**TASK ITEM:** Retype the line with "let name = manager.var_name(var).to_string();" in it, then each line after it to the end of the data, word for word.

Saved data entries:
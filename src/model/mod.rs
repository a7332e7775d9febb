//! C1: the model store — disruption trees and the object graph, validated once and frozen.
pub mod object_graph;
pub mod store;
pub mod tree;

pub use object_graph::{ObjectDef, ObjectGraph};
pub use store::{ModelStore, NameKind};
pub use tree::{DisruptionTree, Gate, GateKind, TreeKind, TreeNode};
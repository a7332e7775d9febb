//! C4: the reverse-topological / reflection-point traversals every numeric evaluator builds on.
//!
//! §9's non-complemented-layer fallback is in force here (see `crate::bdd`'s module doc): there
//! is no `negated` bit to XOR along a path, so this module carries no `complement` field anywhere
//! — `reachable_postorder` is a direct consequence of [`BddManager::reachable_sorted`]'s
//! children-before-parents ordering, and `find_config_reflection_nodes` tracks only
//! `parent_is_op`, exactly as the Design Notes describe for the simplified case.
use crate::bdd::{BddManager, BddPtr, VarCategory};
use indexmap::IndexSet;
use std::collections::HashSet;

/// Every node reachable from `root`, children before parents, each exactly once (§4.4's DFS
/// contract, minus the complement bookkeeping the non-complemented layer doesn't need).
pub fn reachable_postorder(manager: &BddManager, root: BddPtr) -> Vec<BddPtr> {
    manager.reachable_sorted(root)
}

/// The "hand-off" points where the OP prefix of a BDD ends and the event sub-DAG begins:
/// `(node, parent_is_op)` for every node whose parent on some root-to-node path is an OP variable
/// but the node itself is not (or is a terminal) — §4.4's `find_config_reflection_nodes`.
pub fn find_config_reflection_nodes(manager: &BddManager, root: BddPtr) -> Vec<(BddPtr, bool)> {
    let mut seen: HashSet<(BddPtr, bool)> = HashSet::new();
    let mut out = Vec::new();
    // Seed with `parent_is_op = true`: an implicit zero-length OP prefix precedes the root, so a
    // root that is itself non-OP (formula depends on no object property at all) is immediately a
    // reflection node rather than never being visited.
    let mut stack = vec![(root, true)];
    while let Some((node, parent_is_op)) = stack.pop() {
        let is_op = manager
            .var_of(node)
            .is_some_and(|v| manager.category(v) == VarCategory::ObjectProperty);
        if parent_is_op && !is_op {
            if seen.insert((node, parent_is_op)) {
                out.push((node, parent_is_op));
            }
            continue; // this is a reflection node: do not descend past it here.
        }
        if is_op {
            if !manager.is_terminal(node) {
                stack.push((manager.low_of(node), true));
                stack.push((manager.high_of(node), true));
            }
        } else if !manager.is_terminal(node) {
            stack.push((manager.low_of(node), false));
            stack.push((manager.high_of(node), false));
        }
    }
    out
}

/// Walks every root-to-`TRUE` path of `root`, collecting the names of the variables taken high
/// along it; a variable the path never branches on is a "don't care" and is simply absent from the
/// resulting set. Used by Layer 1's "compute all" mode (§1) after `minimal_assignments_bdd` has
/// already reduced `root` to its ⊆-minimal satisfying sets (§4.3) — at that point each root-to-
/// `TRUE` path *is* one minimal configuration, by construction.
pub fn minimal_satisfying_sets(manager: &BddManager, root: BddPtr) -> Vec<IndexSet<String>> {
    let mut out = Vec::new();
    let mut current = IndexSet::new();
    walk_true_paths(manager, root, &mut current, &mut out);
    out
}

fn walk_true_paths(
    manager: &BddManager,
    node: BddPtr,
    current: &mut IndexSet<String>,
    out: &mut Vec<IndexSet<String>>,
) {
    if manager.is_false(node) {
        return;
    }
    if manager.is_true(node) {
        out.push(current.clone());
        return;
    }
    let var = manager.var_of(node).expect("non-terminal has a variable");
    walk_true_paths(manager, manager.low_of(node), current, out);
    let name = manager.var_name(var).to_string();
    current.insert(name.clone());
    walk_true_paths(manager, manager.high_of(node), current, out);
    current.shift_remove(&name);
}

**REPLY:**
    let name = manager.var_name(var).to_string();
    current.insert(name.clone());
    walk_true_paths(manager, manager.high_of(node), current, out);
    current.shift_remove(&name);
}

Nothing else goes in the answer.